*** EXERCISE MATERIAL ***

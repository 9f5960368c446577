pub mod tests {
    use std::{
        collections::VecDeque,
        sync::{
            atomic::{AtomicBool, AtomicUsize, Ordering},
            Mutex,
        },
        time::Duration,
    };

    use anyhow::{anyhow, Result};
    use async_trait::async_trait;
    use data_model::{test_objects::tests::mock_machine, ProvisionRequest, VmId};

    use crate::provisioner::{ProvisionOutcome, Provisioner};

    /// Provisioner that hands out queued ids, then `vm-1`, `vm-2`, ... and
    /// records how it was driven.
    #[derive(Default)]
    pub struct FakeProvisioner {
        next_vm_ids: Mutex<VecDeque<String>>,
        destroy_delay: Mutex<Duration>,
        return_machine: AtomicBool,
        fail_provision: AtomicBool,
        fail_destroy: AtomicBool,
        panic_destroy: AtomicBool,
        provision_calls: AtomicUsize,
        active_destroys: AtomicUsize,
        max_active_destroys: AtomicUsize,
        provisions_during_destroys: AtomicUsize,
        destroyed: Mutex<Vec<VmId>>,
        provisioned: Mutex<Vec<ProvisionRequest>>,
    }

    impl FakeProvisioner {
        pub fn push_vm_id(&self, vm_id: &str) {
            self.next_vm_ids.lock().unwrap().push_back(vm_id.to_string());
        }

        pub fn set_destroy_delay(&self, delay: Duration) {
            *self.destroy_delay.lock().unwrap() = delay;
        }

        pub fn set_return_machine(&self, value: bool) {
            self.return_machine.store(value, Ordering::SeqCst);
        }

        pub fn set_fail_provision(&self, value: bool) {
            self.fail_provision.store(value, Ordering::SeqCst);
        }

        pub fn set_fail_destroy(&self, value: bool) {
            self.fail_destroy.store(value, Ordering::SeqCst);
        }

        pub fn set_panic_destroy(&self, value: bool) {
            self.panic_destroy.store(value, Ordering::SeqCst);
        }

        pub fn provision_calls(&self) -> usize {
            self.provision_calls.load(Ordering::SeqCst)
        }

        pub fn max_concurrent_destroys(&self) -> usize {
            self.max_active_destroys.load(Ordering::SeqCst)
        }

        pub fn provisions_during_destroys(&self) -> usize {
            self.provisions_during_destroys.load(Ordering::SeqCst)
        }

        pub fn destroyed(&self) -> Vec<VmId> {
            self.destroyed.lock().unwrap().clone()
        }

        pub fn provisioned(&self) -> Vec<ProvisionRequest> {
            self.provisioned.lock().unwrap().clone()
        }
    }

    #[async_trait]
    impl Provisioner for FakeProvisioner {
        async fn provision(&self, request: &ProvisionRequest) -> Result<ProvisionOutcome> {
            let call = self.provision_calls.fetch_add(1, Ordering::SeqCst) + 1;
            if self.active_destroys.load(Ordering::SeqCst) > 0 {
                self.provisions_during_destroys
                    .fetch_add(1, Ordering::SeqCst);
            }
            self.provisioned.lock().unwrap().push(request.clone());
            if self.fail_provision.load(Ordering::SeqCst) {
                return Err(anyhow!("provision failed: no capacity in region"));
            }
            let vm_id = self
                .next_vm_ids
                .lock()
                .unwrap()
                .pop_front()
                .unwrap_or_else(|| format!("vm-{}", call));
            let mut outcome = ProvisionOutcome::new(VmId::from(vm_id.as_str()));
            if self.return_machine.load(Ordering::SeqCst) {
                outcome.machine = Some(mock_machine(&vm_id, &format!("thopter-{}", vm_id), 0));
            }
            Ok(outcome)
        }

        async fn destroy(&self, vm_id: &VmId) -> Result<()> {
            if self.panic_destroy.load(Ordering::SeqCst) {
                panic!("provider client crashed destroying {}", vm_id);
            }
            let active = self.active_destroys.fetch_add(1, Ordering::SeqCst) + 1;
            self.max_active_destroys.fetch_max(active, Ordering::SeqCst);
            let delay = *self.destroy_delay.lock().unwrap();
            if !delay.is_zero() {
                tokio::time::sleep(delay).await;
            }
            self.active_destroys.fetch_sub(1, Ordering::SeqCst);
            if self.fail_destroy.load(Ordering::SeqCst) {
                return Err(anyhow!("destroy failed: provider returned 500"));
            }
            self.destroyed.lock().unwrap().push(vm_id.clone());
            Ok(())
        }
    }
}
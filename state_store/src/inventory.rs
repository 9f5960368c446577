use std::time::Duration;

use anyhow::{anyhow, Context, Result};
use async_trait::async_trait;
use chrono::DateTime;
use data_model::{LifecycleState, Machine, VmId};
use serde::Deserialize;
use tracing::{debug, warn};

/// Read access to the VM provider's machine listing.
#[async_trait]
pub trait InventoryClient: Send + Sync {
    async fn list_machines(&self) -> Result<Vec<Machine>>;
}

#[derive(Debug, Clone)]
pub struct FlyMachinesConfig {
    pub api_url: String,
    pub app_name: String,
    pub token: Option<String>,
    pub request_timeout: Duration,
}

/// Inventory client for the Fly Machines REST API.
pub struct FlyMachinesClient {
    client: reqwest::Client,
    config: FlyMachinesConfig,
}

#[derive(Debug, Deserialize)]
struct FlyMachine {
    id: String,
    #[serde(default)]
    name: String,
    state: String,
    #[serde(default)]
    region: String,
    #[serde(default)]
    config: Option<FlyMachineConfig>,
    #[serde(default)]
    created_at: Option<String>,
}

#[derive(Debug, Deserialize)]
struct FlyMachineConfig {
    #[serde(default)]
    image: Option<String>,
}

impl FlyMachinesClient {
    pub fn new(config: FlyMachinesConfig) -> Result<Self> {
        let client = reqwest::Client::builder()
            .timeout(config.request_timeout)
            .build()
            .context("building provider http client")?;
        Ok(Self { client, config })
    }

    fn machines_url(&self) -> String {
        format!(
            "{}/apps/{}/machines",
            self.config.api_url.trim_end_matches('/'),
            self.config.app_name
        )
    }
}

/// Maps provider states onto the four the fleet tracks. Transitional states
/// count as stopped until the provider settles them.
pub fn map_lifecycle_state(state: &str) -> LifecycleState {
    match state {
        "started" => LifecycleState::Started,
        "suspended" | "suspending" => LifecycleState::Suspended,
        "destroyed" | "destroying" => LifecycleState::Destroyed,
        "stopped" => LifecycleState::Stopped,
        other => {
            debug!(state = other, "treating transitional machine state as stopped");
            LifecycleState::Stopped
        }
    }
}

fn parse_created_at(machine_id: &str, created_at: Option<&str>) -> Option<u64> {
    let parsed = created_at
        .and_then(|ts| DateTime::parse_from_rfc3339(ts).ok())
        .and_then(|dt| u64::try_from(dt.timestamp_millis()).ok());
    if parsed.is_none() {
        warn!(
            vm_id = machine_id,
            created_at = ?created_at,
            "machine has no usable creation time, aging it from first sighting"
        );
    }
    parsed
}

impl From<FlyMachine> for Machine {
    fn from(machine: FlyMachine) -> Self {
        let created_at = parse_created_at(&machine.id, machine.created_at.as_deref());
        Machine {
            lifecycle_state: map_lifecycle_state(&machine.state),
            image: machine
                .config
                .and_then(|c| c.image)
                .unwrap_or_default(),
            id: VmId::new(machine.id),
            name: machine.name,
            region: machine.region,
            created_at,
        }
    }
}

#[async_trait]
impl InventoryClient for FlyMachinesClient {
    async fn list_machines(&self) -> Result<Vec<Machine>> {
        let mut request = self.client.get(self.machines_url());
        if let Some(token) = &self.config.token {
            request = request.bearer_auth(token);
        }
        let response = request.send().await.context("listing machines")?;
        let status = response.status();
        if !status.is_success() {
            let body = response.text().await.unwrap_or_default();
            return Err(anyhow!("machine listing failed with {}: {}", status, body));
        }
        let machines: Vec<FlyMachine> = response
            .json()
            .await
            .context("decoding machine listing")?;
        Ok(machines.into_iter().map(Machine::from).collect())
    }
}

#[cfg(test)]
mod tests {
    use super::*;

    #[test]
    fn test_decodes_provider_listing() {
        let body = serde_json::json!([
            {
                "id": "148e1",
                "name": "thopter-42",
                "state": "started",
                "region": "ord",
                "config": { "image": "registry.fly.io/thopter:abc" },
                "created_at": "2023-11-14T22:13:20Z"
            },
            {
                "id": "148e2",
                "name": "thopter-43",
                "state": "starting",
                "region": "iad"
            }
        ]);
        let machines: Vec<Machine> = serde_json::from_value::<Vec<FlyMachine>>(body)
            .unwrap()
            .into_iter()
            .map(Machine::from)
            .collect();

        assert_eq!(machines.len(), 2);
        assert_eq!(machines[0].id, VmId::from("148e1"));
        assert_eq!(machines[0].lifecycle_state, LifecycleState::Started);
        assert_eq!(machines[0].image, "registry.fly.io/thopter:abc");
        assert_eq!(machines[0].created_at, Some(1_700_000_000_000));

        assert_eq!(machines[1].lifecycle_state, LifecycleState::Stopped);
        assert_eq!(machines[1].image, "");
        assert_eq!(machines[1].created_at, None);
    }

    #[test]
    fn test_map_lifecycle_state() {
        assert_eq!(map_lifecycle_state("destroying"), LifecycleState::Destroyed);
        assert_eq!(map_lifecycle_state("suspended"), LifecycleState::Suspended);
        assert_eq!(map_lifecycle_state("replacing"), LifecycleState::Stopped);
    }

    #[test]
    fn test_machines_url() {
        let client = FlyMachinesClient::new(FlyMachinesConfig {
            api_url: "https://api.machines.dev/v1/".to_string(),
            app_name: "thopters".to_string(),
            token: None,
            request_timeout: Duration::from_secs(5),
        })
        .unwrap();
        assert_eq!(
            client.machines_url(),
            "https://api.machines.dev/v1/apps/thopters/machines"
        );
    }
}
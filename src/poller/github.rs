use std::time::Duration;

use anyhow::{anyhow, Context, Result};
use async_trait::async_trait;
use chrono::{DateTime, SecondsFormat, Utc};
use data_model::SourceComment;
use reqwest::{header::LINK, RequestBuilder, Response};
use serde::{de::DeserializeOwned, Deserialize};

use super::source::{SourceItem, TriggerSource};

const PAGE_SIZE: u32 = 100;
/// Listings longer than this are treated as a failed poll of the source.
const MAX_PAGES: usize = 20;
const USER_AGENT: &str = concat!("thopter-server/", env!("CARGO_PKG_VERSION"));

/// Polls issues and comments of one repository through the GitHub REST API.
pub struct GithubSource {
    client: reqwest::Client,
    api_url: String,
    repository: String,
    label: Option<String>,
    token: Option<String>,
}

#[derive(Debug, Deserialize)]
struct GithubUser {
    login: String,
}

#[derive(Debug, Deserialize)]
struct GithubIssue {
    number: u64,
    title: String,
    #[serde(default)]
    body: Option<String>,
    user: GithubUser,
    html_url: String,
    updated_at: String,
}

#[derive(Debug, Deserialize)]
struct GithubComment {
    id: u64,
    #[serde(default)]
    body: Option<String>,
    user: GithubUser,
    created_at: String,
}

fn parse_timestamp(ts: &str) -> u64 {
    DateTime::parse_from_rfc3339(ts)
        .ok()
        .and_then(|dt| u64::try_from(dt.timestamp_millis()).ok())
        .unwrap_or(0)
}

fn format_since(since_ms: u64) -> String {
    let since = i64::try_from(since_ms)
        .ok()
        .and_then(DateTime::<Utc>::from_timestamp_millis)
        .unwrap_or_default();
    since.to_rfc3339_opts(SecondsFormat::Secs, true)
}

/// Target of the `rel="next"` entry of a `Link` header.
fn next_page_url(link: &str) -> Option<String> {
    link.split(',').find_map(|entry| {
        let (target, params) = entry.split_once(';')?;
        params
            .split(';')
            .any(|param| param.trim() == r#"rel="next""#)
            .then(|| {
                target
                    .trim()
                    .trim_start_matches('<')
                    .trim_end_matches('>')
                    .to_string()
            })
    })
}

impl From<GithubIssue> for SourceItem {
    fn from(issue: GithubIssue) -> Self {
        SourceItem {
            number: issue.number,
            title: issue.title,
            body: issue.body.unwrap_or_default(),
            author: issue.user.login,
            url: issue.html_url,
            updated_at: parse_timestamp(&issue.updated_at),
        }
    }
}

impl From<GithubComment> for SourceComment {
    fn from(comment: GithubComment) -> Self {
        SourceComment {
            id: comment.id,
            author: comment.user.login,
            body: comment.body.unwrap_or_default(),
            created_at: parse_timestamp(&comment.created_at),
        }
    }
}

impl GithubSource {
    pub fn new(
        api_url: &str,
        repository: &str,
        label: Option<String>,
        token: Option<String>,
        timeout: Duration,
    ) -> Result<Self> {
        let client = reqwest::Client::builder()
            .timeout(timeout)
            .user_agent(USER_AGENT)
            .build()
            .context("building github http client")?;
        Ok(Self {
            client,
            api_url: api_url.trim_end_matches('/').to_string(),
            repository: repository.to_string(),
            label,
            token,
        })
    }

    fn issues_url(&self) -> String {
        format!("{}/repos/{}/issues", self.api_url, self.repository)
    }

    fn comments_url(&self, item_number: u64) -> String {
        format!("{}/{}/comments", self.issues_url(), item_number)
    }

    fn authorize(&self, request: RequestBuilder) -> RequestBuilder {
        let request = request.header("Accept", "application/vnd.github+json");
        match &self.token {
            Some(token) => request.bearer_auth(token),
            None => request,
        }
    }

    async fn check(response: Response, what: &str) -> Result<Response> {
        let status = response.status();
        if status.is_success() {
            return Ok(response);
        }
        let body = response.text().await.unwrap_or_default();
        Err(anyhow!("{} failed with {}: {}", what, status, body))
    }

    /// Sends `first` and follows `Link: rel="next"` until the last page.
    async fn fetch_all<T: DeserializeOwned>(
        &self,
        first: RequestBuilder,
        what: &str,
    ) -> Result<Vec<T>> {
        let mut results = Vec::new();
        let mut request = first;
        for _ in 0..MAX_PAGES {
            let response = self
                .authorize(request)
                .send()
                .await
                .with_context(|| what.to_string())?;
            let response = Self::check(response, what).await?;
            let next = response
                .headers()
                .get(LINK)
                .and_then(|value| value.to_str().ok())
                .and_then(next_page_url);
            let page: Vec<T> = response
                .json()
                .await
                .with_context(|| format!("decoding response of {}", what))?;
            results.extend(page);
            match next {
                Some(url) => request = self.client.get(url),
                None => return Ok(results),
            }
        }
        Err(anyhow!("{} has more than {} pages", what, MAX_PAGES))
    }
}

#[async_trait]
impl TriggerSource for GithubSource {
    fn name(&self) -> &str {
        &self.repository
    }

    async fn list_updated_items(&self, since_ms: u64) -> Result<Vec<SourceItem>> {
        let mut query = vec![
            ("state", "open".to_string()),
            ("sort", "updated".to_string()),
            ("direction", "asc".to_string()),
            ("per_page", PAGE_SIZE.to_string()),
            ("since", format_since(since_ms)),
        ];
        if let Some(label) = &self.label {
            query.push(("labels", label.clone()));
        }
        let issues: Vec<GithubIssue> = self
            .fetch_all(
                self.client.get(self.issues_url()).query(&query),
                &format!("listing issues of {}", self.repository),
            )
            .await?;
        Ok(issues.into_iter().map(SourceItem::from).collect())
    }

    async fn list_comments(&self, item_number: u64) -> Result<Vec<SourceComment>> {
        let comments: Vec<GithubComment> = self
            .fetch_all(
                self.client
                    .get(self.comments_url(item_number))
                    .query(&[("per_page", PAGE_SIZE)]),
                &format!("listing comments of {}#{}", self.repository, item_number),
            )
            .await?;
        Ok(comments.into_iter().map(SourceComment::from).collect())
    }

    async fn create_comment(&self, item_number: u64, body: &str) -> Result<()> {
        let response = self
            .authorize(self.client.post(self.comments_url(item_number)))
            .json(&serde_json::json!({ "body": body }))
            .send()
            .await
            .with_context(|| format!("commenting on {}#{}", self.repository, item_number))?;
        Self::check(response, "creating comment").await?;
        Ok(())
    }
}

#[cfg(test)]
mod tests {
    use std::collections::HashMap;

    use axum::{
        extract::{Query, State},
        http::header,
        response::{IntoResponse, Response},
        routing::get,
        Json,
        Router,
    };

    use super::*;

    /// Serves 150 comments on issue 42, 100 per page. The last one carries
    /// an ack marker.
    async fn comment_pages(
        State(base_url): State<String>,
        Query(params): Query<HashMap<String, String>>,
    ) -> Response {
        let page: u64 = params.get("page").and_then(|p| p.parse().ok()).unwrap_or(1);
        let ids = if page == 1 { 1..=100 } else { 101..=150 };
        let comments: Vec<serde_json::Value> = ids
            .map(|id| {
                let body = if id == 150 {
                    "<!-- trigger-ack:acme/widgets#42:body -->".to_string()
                } else {
                    format!("comment {}", id)
                };
                serde_json::json!({
                    "id": id,
                    "body": body,
                    "user": { "login": "octocat" },
                    "created_at": "2023-11-14T22:13:21Z"
                })
            })
            .collect();
        if page == 1 {
            let link = format!(
                r#"<{base}/repos/acme/widgets/issues/42/comments?per_page=100&page=2>; rel="next", <{base}/repos/acme/widgets/issues/42/comments?per_page=100&page=2>; rel="last""#,
                base = base_url
            );
            ([(header::LINK, link)], Json(comments)).into_response()
        } else {
            Json(comments).into_response()
        }
    }

    #[test]
    fn test_format_since() {
        assert_eq!(format_since(1_700_000_000_000), "2023-11-14T22:13:20Z");
        assert_eq!(format_since(0), "1970-01-01T00:00:00Z");
    }

    #[test]
    fn test_decode_issue_and_comment() {
        let issue: GithubIssue = serde_json::from_value(serde_json::json!({
            "number": 42,
            "title": "Login is broken",
            "body": null,
            "user": { "login": "octocat" },
            "html_url": "https://github.com/acme/widgets/issues/42",
            "updated_at": "2023-11-14T22:13:20Z",
            "labels": []
        }))
        .unwrap();
        let item = SourceItem::from(issue);
        assert_eq!(item.number, 42);
        assert_eq!(item.body, "");
        assert_eq!(item.updated_at, 1_700_000_000_000);

        let comment: GithubComment = serde_json::from_value(serde_json::json!({
            "id": 7,
            "body": "/thopter go",
            "user": { "login": "hubot" },
            "created_at": "2023-11-14T22:13:21Z"
        }))
        .unwrap();
        let comment = SourceComment::from(comment);
        assert_eq!(comment.id, 7);
        assert_eq!(comment.author, "hubot");
        assert_eq!(comment.created_at, 1_700_000_001_000);
    }

    #[test]
    fn test_urls() {
        let source = GithubSource::new(
            "https://api.github.com/",
            "acme/widgets",
            None,
            None,
            Duration::from_secs(5),
        )
        .unwrap();
        assert_eq!(source.name(), "acme/widgets");
        assert_eq!(
            source.comments_url(42),
            "https://api.github.com/repos/acme/widgets/issues/42/comments"
        );
    }

    #[test]
    fn test_next_page_url() {
        let link = r#"<https://api.github.com/repositories/1/issues?page=2>; rel="next", <https://api.github.com/repositories/1/issues?page=5>; rel="last""#;
        assert_eq!(
            next_page_url(link).as_deref(),
            Some("https://api.github.com/repositories/1/issues?page=2")
        );
        let last = r#"<https://api.github.com/repositories/1/issues?page=1>; rel="prev", <https://api.github.com/repositories/1/issues?page=1>; rel="first""#;
        assert_eq!(next_page_url(last), None);
        assert_eq!(next_page_url(""), None);
    }

    #[tokio::test]
    async fn test_list_comments_follows_pages() -> Result<()> {
        let listener = tokio::net::TcpListener::bind("127.0.0.1:0").await?;
        let base_url = format!("http://{}", listener.local_addr()?);
        let app = Router::new()
            .route("/repos/acme/widgets/issues/42/comments", get(comment_pages))
            .with_state(base_url.clone());
        tokio::spawn(async move { axum::serve(listener, app).await });

        let source = GithubSource::new(
            &base_url,
            "acme/widgets",
            None,
            None,
            Duration::from_secs(5),
        )?;
        let comments = source.list_comments(42).await?;

        assert_eq!(comments.len(), 150);
        assert_eq!(comments[0].id, 1);
        assert!(comments[149].body.contains("trigger-ack:acme/widgets#42:body"));
        Ok(())
    }
}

***

▸ **EXERCISE PROMPT**
In the records above, find each line with the word "FakeProvisioner" and copy it.

▸ **EXERCISE RESPONSE**
    pub struct FakeProvisioner {
    impl FakeProvisioner {
    impl Provisioner for FakeProvisioner {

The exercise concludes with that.